I'm trying to remove cocoadialog from my scripts and use jamfhelper as much as possible, but this is a sticking point for me for some actions.

2 REPLIES 2

crbeck
Contributor

It appears -startlaunchd does nothing but produce some errors. What do you need -startlaunchd for?

If you need to take over the login window, I've used this in the past. User runs something from Self Service notifying them their Mac is going to reboot, Mac reboots, gets to login window and immediately jamf helper takes over the entire screen. Script does its thing, then deletes the LaunchAgent and either kills the jamf helper process or reboots again.

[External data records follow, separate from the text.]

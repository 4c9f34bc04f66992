//! Server configuration module.
//!
//! Everything is driven by environment variables:
//!
//! ```bash
//! # Core settings
//! TORHAUS_TOKEN_SECRET=...            # required, keys the invite token digests
//! TORHAUS_ADMIN_TOKEN=...             # required for `serve`, bearer token for staff endpoints
//! TORHAUS_BASE_URL=https://torhaus.example
//! TORHAUS_INVITE_EXPIRY_DAYS=7
//! TORHAUS_RATE_LIMIT_WINDOW_MS=60000
//! TORHAUS_RATE_LIMIT_MAX=10
//!
//! # Provider: Resend
//! TORHAUS_EMAIL_PROVIDER=resend
//! RESEND_API_KEY=re_...
//!
//! # Provider: SMTP
//! TORHAUS_EMAIL_PROVIDER=smtp
//! SMTP_HOST=smtp.example.com
//! SMTP_PORT=587
//! SMTP_USERNAME=user@example.com
//! SMTP_PASSWORD=app_password
//! SMTP_USE_TLS=true
//!
//! # Sender config
//! TORHAUS_EMAIL_FROM=noreply@torhaus.example
//! TORHAUS_EMAIL_FROM_NAME="Torhaus"
//! ```
//!
//! Rotating `TORHAUS_TOKEN_SECRET` invalidates every outstanding invite
//! token; the digest store cannot be migrated to a new secret.

use std::env;
use thiserror::Error;

/// Server configuration
#[derive(Debug, Clone)]
pub struct ServerConfig {
    /// Secret keying the invite token digests. Checked non-empty at startup.
    pub token_secret: String,
    /// Bearer token for the staff endpoints; only `serve` requires it.
    pub admin_token: Option<String>,
    /// Public base URL invite links are built against.
    pub base_url: String,
    /// Default invite lifetime when issuance does not say otherwise.
    pub default_expiry_days: i64,
    pub rate_limit_window_ms: u64,
    pub rate_limit_max: u32,
    /// Email delivery; None disables outbound mail entirely.
    pub email: Option<EmailConfig>,
}

/// Email configuration for invite delivery
#[derive(Debug, Clone)]
pub struct EmailConfig {
    pub provider: EmailProviderConfig,
    /// From email address
    pub from_address: String,
    /// Optional from name
    pub from_name: Option<String>,
}

/// Email provider configuration
#[derive(Debug, Clone)]
pub enum EmailProviderConfig {
    /// Resend email provider
    Resend {
        #[allow(dead_code)] // Used when email-resend feature is enabled
        api_key: String,
    },
    /// SMTP email provider
    Smtp {
        host: String,
        port: u16,
        username: Option<String>,
        password: Option<String>,
        use_tls: bool,
    },
}

/// Configuration errors
#[derive(Debug, Error)]
pub enum ConfigError {
    #[error("TORHAUS_TOKEN_SECRET is missing or empty; refusing to hash invite tokens without it")]
    MissingTokenSecret,

    #[error("TORHAUS_ADMIN_TOKEN is required to serve staff endpoints")]
    MissingAdminToken,

    #[error("Invalid email provider: {0}. Expected 'resend' or 'smtp'")]
    InvalidProvider(String),

    #[error("Missing required environment variable: {0}")]
    MissingEnvVar(String),

    #[error("Invalid number in {0}")]
    InvalidNumber(String),

    #[error("Missing from address: TORHAUS_EMAIL_FROM is required when email is configured")]
    MissingFromAddress,

    #[error("SMTP provider requires SMTP_HOST")]
    SmtpMissingHost,
}

impl ServerConfig {
    /// Load configuration from environment variables
    pub fn from_env() -> Result<Self, ConfigError> {
        let token_secret = env::var("TORHAUS_TOKEN_SECRET")
            .ok()
            .filter(|s| !s.trim().is_empty())
            .ok_or(ConfigError::MissingTokenSecret)?;

        let admin_token = env::var("TORHAUS_ADMIN_TOKEN")
            .ok()
            .filter(|s| !s.is_empty());

        let base_url =
            env::var("TORHAUS_BASE_URL").unwrap_or_else(|_| "http://localhost:8080".to_string());

        let default_expiry_days = parse_env("TORHAUS_INVITE_EXPIRY_DAYS", 7)?;
        let rate_limit_window_ms = parse_env("TORHAUS_RATE_LIMIT_WINDOW_MS", 60_000)?;
        let rate_limit_max = parse_env("TORHAUS_RATE_LIMIT_MAX", 10)?;

        Ok(Self {
            token_secret,
            admin_token,
            base_url,
            default_expiry_days,
            rate_limit_window_ms,
            rate_limit_max,
            email: load_email_config()?,
        })
    }

    /// The admin bearer token, required before serving staff endpoints.
    pub fn require_admin_token(&self) -> Result<&str, ConfigError> {
        self.admin_token
            .as_deref()
            .ok_or(ConfigError::MissingAdminToken)
    }
}

fn parse_env<T: std::str::FromStr>(var: &str, default: T) -> Result<T, ConfigError> {
    match env::var(var) {
        Ok(raw) => raw
            .parse::<T>()
            .map_err(|_| ConfigError::InvalidNumber(var.to_string())),
        Err(_) => Ok(default),
    }
}

fn load_email_config() -> Result<Option<EmailConfig>, ConfigError> {
    let Some(provider_type) = env::var("TORHAUS_EMAIL_PROVIDER").ok() else {
        return Ok(None);
    };

    let provider = match provider_type.to_lowercase().as_str() {
        "resend" => {
            let api_key = env::var("RESEND_API_KEY")
                .map_err(|_| ConfigError::MissingEnvVar("RESEND_API_KEY".to_string()))?;
            EmailProviderConfig::Resend { api_key }
        }
        "smtp" => {
            let host = env::var("SMTP_HOST").map_err(|_| ConfigError::SmtpMissingHost)?;
            let port = env::var("SMTP_PORT")
                .unwrap_or_else(|_| "587".to_string())
                .parse::<u16>()
                .map_err(|_| ConfigError::InvalidNumber("SMTP_PORT".to_string()))?;
            let username = env::var("SMTP_USERNAME").ok();
            let password = env::var("SMTP_PASSWORD").ok();
            let use_tls = env::var("SMTP_USE_TLS")
                .map(|v| v.to_lowercase() == "true" || v == "1")
                .unwrap_or(true); // TLS by default

            EmailProviderConfig::Smtp {
                host,
                port,
                username,
                password,
                use_tls,
            }
        }
        other => return Err(ConfigError::InvalidProvider(other.to_string())),
    };

    let from_address =
        env::var("TORHAUS_EMAIL_FROM").map_err(|_| ConfigError::MissingFromAddress)?;
    let from_name = env::var("TORHAUS_EMAIL_FROM_NAME").ok();

    Ok(Some(EmailConfig {
        provider,
        from_address,
        from_name,
    }))
}
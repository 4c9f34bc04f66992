//! Common test helpers: app state construction and request plumbing.

use std::sync::Arc;

use axum::body::Body;
use axum::http::{header, Method, Request, StatusCode};
use http_body_util::BodyExt;
use serde_json::{json, Value};
use tower::ServiceExt;

use crate::backend::StoreBackend;
use crate::config::ServerConfig;
use crate::server::{router, AppState};
use torhaus_crypto::{TokenHasher, TokenSecret};
use torhaus_store_sqlite::SqliteStore;

pub const ADMIN_TOKEN: &str = "test-admin-token";

pub fn test_config() -> ServerConfig {
    ServerConfig {
        token_secret: "test-secret".into(),
        admin_token: Some(ADMIN_TOKEN.into()),
        base_url: "http://localhost:8080".into(),
        default_expiry_days: 7,
        rate_limit_window_ms: 60_000,
        rate_limit_max: 1_000,
        email: None,
    }
}

pub async fn create_test_state() -> AppState {
    create_test_state_with(test_config()).await
}

pub async fn create_test_state_with(config: ServerConfig) -> AppState {
    let store = StoreBackend::Sqlite(Arc::new(SqliteStore::open_in_memory().await.unwrap()));
    let hasher = Arc::new(TokenHasher::new(
        TokenSecret::new(config.token_secret.clone()).unwrap(),
    ));
    AppState::new(store, &config, hasher, None).unwrap()
}

/// Run one request through a fresh router over the given state.
pub async fn send(state: &AppState, request: Request<Body>) -> (StatusCode, Value) {
    let response = router(state.clone()).oneshot(request).await.unwrap();
    let status = response.status();
    let bytes = response.into_body().collect().await.unwrap().to_bytes();
    let body = if bytes.is_empty() {
        Value::Null
    } else {
        serde_json::from_slice(&bytes).unwrap_or(Value::Null)
    };
    (status, body)
}

pub fn get(uri: &str) -> Request<Body> {
    Request::builder()
        .method(Method::GET)
        .uri(uri)
        .body(Body::empty())
        .unwrap()
}

pub fn json_request(method: Method, uri: &str, body: Value) -> Request<Body> {
    Request::builder()
        .method(method)
        .uri(uri)
        .header(header::CONTENT_TYPE, "application/json")
        .body(Body::from(serde_json::to_vec(&body).unwrap()))
        .unwrap()
}

pub fn admin_json(method: Method, uri: &str, body: Value) -> Request<Body> {
    Request::builder()
        .method(method)
        .uri(uri)
        .header(header::CONTENT_TYPE, "application/json")
        .header(header::AUTHORIZATION, format!("Bearer {ADMIN_TOKEN}"))
        .body(Body::from(serde_json::to_vec(&body).unwrap()))
        .unwrap()
}

pub fn admin_get(uri: &str) -> Request<Body> {
    Request::builder()
        .method(Method::GET)
        .uri(uri)
        .header(header::AUTHORIZATION, format!("Bearer {ADMIN_TOKEN}"))
        .body(Body::empty())
        .unwrap()
}

pub fn admin_post(uri: &str) -> Request<Body> {
    Request::builder()
        .method(Method::POST)
        .uri(uri)
        .header(header::AUTHORIZATION, format!("Bearer {ADMIN_TOKEN}"))
        .body(Body::empty())
        .unwrap()
}

/// Issue an invite through the staff endpoint; returns (invite id, token).
pub async fn issue_invite(state: &AppState, body: Value) -> (String, String) {
    let (status, response) = send(
        state,
        admin_json(Method::POST, "/api/admin/invites", body),
    )
    .await;
    assert_eq!(status, StatusCode::CREATED, "issue failed: {response}");

    let invite_id = response["inviteId"].as_str().unwrap().to_string();
    let link = response["link"].as_str().unwrap();
    let token = link
        .split_once("token=")
        .expect("link carries the token")
        .1
        .to_string();
    (invite_id, token)
}

pub fn default_invite_body() -> Value {
    json!({ "recipientEmail": "guest@example.com", "formKey": "gesellschaften" })
}

/// Valid reservation form payload; token injected when given.
pub fn reservation_body(token: Option<&str>) -> Value {
    let mut body = json!({
        "firstName": "Anna",
        "lastName": "Beispiel",
        "street": "Hauptstr. 1",
        "postalCode": "21244",
        "city": "Buchholz",
        "phone": "+49 40 1234",
        "email": "anna@example.com",
        "eventDate": "2026-09-12",
        "eventType": "Geburtstag",
        "startTime": "18:00",
        "endTime": "22:30",
        "guestCount": 24,
        "paymentMethod": "invoice",
        "privacyAccepted": true,
        "termsAccepted": true,
        "signature": "data:image/png;base64,iVBORw0KGgoAAAANSUhEUg=="
    });
    if let Some(token) = token {
        body["inviteToken"] = json!(token);
    }
    body
}
//! Audit logging abstraction for torhaus.
//!
//! This crate defines the `AuditLog` trait for persisting audit events and
//! the types representing auditable actions in the system.

use async_trait::async_trait;
use chrono::{DateTime, Utc};
use serde::{Deserialize, Serialize};
use thiserror::Error;
use tokio::sync::RwLock;
use uuid::Uuid;
use torhaus_storage::{InviteId, ReservationId, UserId};

/// Unique identifier for an audit log entry
#[derive(Clone, Copy, Debug, PartialEq, Eq, Hash, Serialize, Deserialize)]
pub struct AuditLogId(pub Uuid);

impl AuditLogId {
    /// Generate a new audit log ID using UUID v7 (time-ordered)
    pub fn new() -> Self {
        Self(Uuid::now_v7())
    }
}

impl Default for AuditLogId {
    fn default() -> Self {
        Self::new()
    }
}

impl std::fmt::Display for AuditLogId {
    fn fmt(&self, f: &mut std::fmt::Formatter<'_>) -> std::fmt::Result {
        write!(f, "{}", self.0)
    }
}

/// Categories of auditable actions
#[derive(Clone, Copy, Debug, PartialEq, Eq, Serialize, Deserialize)]
#[serde(rename_all = "snake_case")]
pub enum AuditAction {
    InviteIssue,
    InviteResend,
    InviteRevoke,
    InviteDelete,
    InviteConsume,
    ReservationCreate,
    ReservationStatusChange,
}

/// A single audit event. Identifier fields are plain copies, not foreign
/// keys: entries must survive deletion of the records they mention.
#[derive(Clone, Debug)]
pub struct AuditEvent {
    pub id: AuditLogId,
    pub action: AuditAction,
    pub actor_user_id: Option<UserId>,
    pub invite_id: Option<InviteId>,
    pub reservation_id: Option<ReservationId>,
    pub detail: Option<String>,
    pub at: DateTime<Utc>,
}

impl AuditEvent {
    pub fn new(action: AuditAction) -> Self {
        Self {
            id: AuditLogId::new(),
            action,
            actor_user_id: None,
            invite_id: None,
            reservation_id: None,
            detail: None,
            at: Utc::now(),
        }
    }

    pub fn invite(mut self, id: &InviteId) -> Self {
        self.invite_id = Some(id.clone());
        self
    }

    pub fn reservation(mut self, id: &ReservationId) -> Self {
        self.reservation_id = Some(id.clone());
        self
    }

    pub fn detail(mut self, detail: impl Into<String>) -> Self {
        self.detail = Some(detail.into());
        self
    }
}

#[derive(Debug, Error)]
pub enum AuditError {
    #[error("backend error: {0}")]
    Backend(String),
}

/// Sink for audit events.
#[async_trait]
pub trait AuditLog: Send + Sync {
    /// Append an event to the trail.
    async fn append(&self, event: AuditEvent) -> Result<(), AuditError>;

    /// Most recent events, newest first.
    async fn recent(&self, limit: usize) -> Result<Vec<AuditEvent>, AuditError>;
}

/// In-process audit log for single-instance deployments and tests.
#[derive(Default)]
pub struct MemoryAuditLog {
    entries: RwLock<Vec<AuditEvent>>,
}

impl MemoryAuditLog {
    pub fn new() -> Self {
        Self::default()
    }
}

#[async_trait]
impl AuditLog for MemoryAuditLog {
    async fn append(&self, event: AuditEvent) -> Result<(), AuditError> {
        self.entries.write().await.push(event);
        Ok(())
    }

    async fn recent(&self, limit: usize) -> Result<Vec<AuditEvent>, AuditError> {
        let entries = self.entries.read().await;
        Ok(entries.iter().rev().take(limit).cloned().collect())
    }
}
//! Email templates for invite delivery.

use chrono::{DateTime, Utc};

/// Content for invite emails.
pub struct InviteEmailContent {
    pub subject: String,
    pub text: String,
    pub html: String,
}

impl InviteEmailContent {
    /// Build invite email content around the personal reservation link.
    pub fn new(link: &str, expires_at: Option<DateTime<Utc>>) -> Self {
        Self {
            subject: "Ihre Einladung zur Reservierungsanfrage".to_string(),
            text: Self::text_template(link, expires_at),
            html: Self::html_template(link, expires_at),
        }
    }

    fn expiry_line(expires_at: Option<DateTime<Utc>>) -> String {
        match expires_at {
            Some(exp) => format!("Der Link ist gültig bis {}.", exp.format("%d.%m.%Y")),
            None => "Der Link ist unbegrenzt gültig.".to_string(),
        }
    }

    fn text_template(link: &str, expires_at: Option<DateTime<Utc>>) -> String {
        format!(
            r#"Guten Tag,

über den folgenden persönlichen Link können Sie Ihre Reservierungsanfrage stellen:

{}

{}

Bitte geben Sie den Link nicht weiter; er ist nur für Sie bestimmt.

--
Ihr Torhaus-Team"#,
            link,
            Self::expiry_line(expires_at)
        )
    }

    fn html_template(link: &str, expires_at: Option<DateTime<Utc>>) -> String {
        format!(
            r#"<!DOCTYPE html>
<html>
<head>
    <meta charset="utf-8">
    <meta name="viewport" content="width=device-width, initial-scale=1.0">
    <style>
        body {{ font-family: -apple-system, BlinkMacSystemFont, 'Segoe UI', Roboto, Oxygen, Ubuntu, sans-serif; line-height: 1.6; color: #333; margin: 0; padding: 0; background: #f5f5f5; }}
        .container {{ max-width: 600px; margin: 0 auto; padding: 40px 20px; }}
        .card {{ background: white; border-radius: 8px; padding: 40px; box-shadow: 0 2px 4px rgba(0,0,0,0.1); }}
        h1 {{ color: #1a1a1a; margin-top: 0; font-size: 24px; }}
        .button {{ display: inline-block; padding: 14px 28px; background: #1d4ed8; color: #fff; border-radius: 8px; text-decoration: none; font-weight: bold; }}
        .expires {{ color: #666; font-size: 14px; }}
        .footer {{ margin-top: 32px; padding-top: 20px; border-top: 1px solid #eee; color: #888; font-size: 12px; }}
    </style>
</head>
<body>
    <div class="container">
        <div class="card">
            <h1>Ihre Einladung</h1>
            <p>Über Ihren persönlichen Link können Sie Ihre Reservierungsanfrage stellen:</p>
            <p><a class="button" href="{link}">Reservierungsanfrage stellen</a></p>
            <p class="expires">{expiry}</p>
            <div class="footer">
                <p>Bitte geben Sie den Link nicht weiter; er ist nur für Sie bestimmt.</p>
                <p>Ihr Torhaus-Team</p>
            </div>
        </div>
    </div>
</body>
</html>"#,
            link = link,
            expiry = Self::expiry_line(expires_at)
        )
    }
}
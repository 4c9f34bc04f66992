//! Strongly-typed identifiers (avoid mixing strings/UUIDs arbitrarily).

use uuid::Uuid;

/// Invite link identifier.
#[derive(Clone, Debug, PartialEq, Eq, Hash)]
pub struct InviteId(pub Uuid);

/// Reservation identifier.
#[derive(Clone, Debug, PartialEq, Eq, Hash)]
pub struct ReservationId(pub Uuid);

/// Staff user identifier. Identity itself lives outside this system; the id
/// is carried for attribution only.
#[derive(Clone, Debug, PartialEq, Eq, Hash)]
pub struct UserId(pub Uuid);

/// Email log entry identifier.
#[derive(Clone, Debug, PartialEq, Eq, Hash)]
pub struct EmailLogId(pub Uuid);
//! Invite handler tests.

use axum::http::{Method, StatusCode};
use serde_json::json;

use crate::tests::common::*;

#[tokio::test]
async fn staff_endpoints_require_bearer_token() {
    let state = create_test_state().await;

    let (status, _) = send(&state, get("/api/admin/invites")).await;
    assert_eq!(status, StatusCode::UNAUTHORIZED);

    let (status, _) = send(
        &state,
        json_request(
            Method::POST,
            "/api/admin/invites",
            default_invite_body(),
        ),
    )
    .await;
    assert_eq!(status, StatusCode::UNAUTHORIZED);

    // wrong token is as good as none
    let request = axum::http::Request::builder()
        .method(Method::GET)
        .uri("/api/admin/invites")
        .header("authorization", "Bearer wrong-token")
        .body(axum::body::Body::empty())
        .unwrap();
    let (status, _) = send(&state, request).await;
    assert_eq!(status, StatusCode::UNAUTHORIZED);
}

#[tokio::test]
async fn issued_invite_validates_round_trip() {
    let state = create_test_state().await;
    let (_, token) = issue_invite(&state, default_invite_body()).await;

    let (status, body) = send(
        &state,
        get(&format!("/api/invites/validate?token={token}")),
    )
    .await;
    assert_eq!(status, StatusCode::OK);
    assert_eq!(body["valid"], json!(true));
    assert_eq!(body["formKey"], json!("gesellschaften"));
}

#[tokio::test]
async fn issue_requires_recipient() {
    let state = create_test_state().await;
    let (status, body) = send(
        &state,
        admin_json(
            Method::POST,
            "/api/admin/invites",
            json!({ "recipientEmail": "" }),
        ),
    )
    .await;
    assert_eq!(status, StatusCode::BAD_REQUEST);
    assert_eq!(body["error"], json!("RECIPIENT_REQUIRED"));
}

#[tokio::test]
async fn missing_or_unknown_token_is_invalid() {
    let state = create_test_state().await;

    let (status, body) = send(&state, get("/api/invites/validate")).await;
    assert_eq!(status, StatusCode::NOT_FOUND);
    assert_eq!(body["valid"], json!(false));
    assert_eq!(body["reason"], json!("invalid"));

    let (status, body) = send(&state, get("/api/invites/validate?token=bogus")).await;
    assert_eq!(status, StatusCode::NOT_FOUND);
    assert_eq!(body["reason"], json!("invalid"));
}

#[tokio::test]
async fn revoked_invite_reports_revoked() {
    let state = create_test_state().await;
    let (invite_id, token) = issue_invite(&state, default_invite_body()).await;

    let (status, _) = send(
        &state,
        admin_post(&format!("/api/admin/invites/{invite_id}/revoke")),
    )
    .await;
    assert_eq!(status, StatusCode::NO_CONTENT);

    // revoking again stays fine
    let (status, _) = send(
        &state,
        admin_post(&format!("/api/admin/invites/{invite_id}/revoke")),
    )
    .await;
    assert_eq!(status, StatusCode::NO_CONTENT);

    let (status, body) = send(
        &state,
        get(&format!("/api/invites/validate?token={token}")),
    )
    .await;
    assert_eq!(status, StatusCode::GONE);
    assert_eq!(body["reason"], json!("revoked"));
}

#[tokio::test]
async fn expired_invite_reports_expired() {
    let state = create_test_state().await;
    let (_, token) = issue_invite(
        &state,
        json!({ "recipientEmail": "guest@example.com", "expiresInDays": -1 }),
    )
    .await;

    let (status, body) = send(
        &state,
        get(&format!("/api/invites/validate?token={token}")),
    )
    .await;
    assert_eq!(status, StatusCode::GONE);
    assert_eq!(body["reason"], json!("expired"));
}

#[tokio::test]
async fn resend_mints_a_distinct_link() {
    let state = create_test_state().await;
    let (invite_id, token) = issue_invite(&state, default_invite_body()).await;

    let (status, body) = send(
        &state,
        admin_post(&format!("/api/admin/invites/{invite_id}/resend")),
    )
    .await;
    assert_eq!(status, StatusCode::OK);
    let new_id = body["inviteId"].as_str().unwrap();
    let new_token = body["link"].as_str().unwrap().split_once("token=").unwrap().1;
    assert_ne!(new_id, invite_id);
    assert_ne!(new_token, token);

    // both invites remain valid
    for t in [token.as_str(), new_token] {
        let (status, body) = send(&state, get(&format!("/api/invites/validate?token={t}"))).await;
        assert_eq!(status, StatusCode::OK);
        assert_eq!(body["valid"], json!(true));
    }
}

#[tokio::test]
async fn bulk_delete_removes_invites() {
    let state = create_test_state().await;
    let (id_a, token_a) = issue_invite(&state, default_invite_body()).await;
    let (id_b, _) = issue_invite(&state, default_invite_body()).await;

    let (status, body) = send(
        &state,
        admin_json(
            Method::DELETE,
            "/api/admin/invites",
            json!({ "ids": [id_a, id_b] }),
        ),
    )
    .await;
    assert_eq!(status, StatusCode::OK);
    assert_eq!(body["deleted"], json!(2));

    let (status, _) = send(
        &state,
        get(&format!("/api/invites/validate?token={token_a}")),
    )
    .await;
    assert_eq!(status, StatusCode::NOT_FOUND);
}

#[tokio::test]
async fn listing_surfaces_granular_state() {
    let state = create_test_state().await;
    let (active_id, _) = issue_invite(&state, default_invite_body()).await;
    let (revoked_id, _) = issue_invite(&state, default_invite_body()).await;
    send(
        &state,
        admin_post(&format!("/api/admin/invites/{revoked_id}/revoke")),
    )
    .await;

    let (status, body) = send(&state, admin_get("/api/admin/invites")).await;
    assert_eq!(status, StatusCode::OK);

    let list = body.as_array().unwrap();
    let state_of = |id: &str| {
        list.iter()
            .find(|entry| entry["id"] == json!(id))
            .map(|entry| entry["state"].clone())
            .unwrap()
    };
    assert_eq!(state_of(&active_id), json!("active"));
    assert_eq!(state_of(&revoked_id), json!("revoked"));
}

cat << EOF > /Library/LaunchAgents/org.yourorg.loginJamfHelper.plist
<?xml version="1.0" encoding="UTF-8"?>
<!DOCTYPE plist PUBLIC "-//Apple Computer//DTD PLIST 1.0//EN" "http://www.apple.com/DTDs/PropertyList-1.0.dtd">
<plist version="1.0">
<dict>
    <key>Label</key>
    <string>org.yourorg.loginJamfHelper</string>
    <key>RunAtLoad</key>
    <true/>
    <key>LimitLoadToSessionType</key>
    <string>LoginWindow</string>
    <key>ProgramArguments</key>
    <array>
        <string>/Library/Application Support/JAMF/bin/jamfHelper.app/Contents/MacOS/jamfHelper</string>
        <string>-windowType</string>
        <string>fs</string>
        <string>-heading</string>
        <string>"$heading"</string>
        <string>-title</string>
        <string>"$title"</string>
        <string>-description</string>
        <string>"$description"</string>
        <string>-icon</string>
        <string>"$icon"</string>
    </array>
</dict>
</plist>
EOF

alexjdale
Valued Contributor III

Actually, what I want to do is simply pop up a dialog to let users know I'm doing something. For example, while I'm installing software updates, I would want the user to know it's happening and not to interrupt.

To that end, I wanted to pop a jamfhelper dialog box, install updates, and then kill the dialog after the updates are done. I can do it with a launchdaemon (load it when I start, unload it when I'm done) but it's annoying and overly complicated. It sounded like this was built into jamfhelper with -startlaunchd and -kill.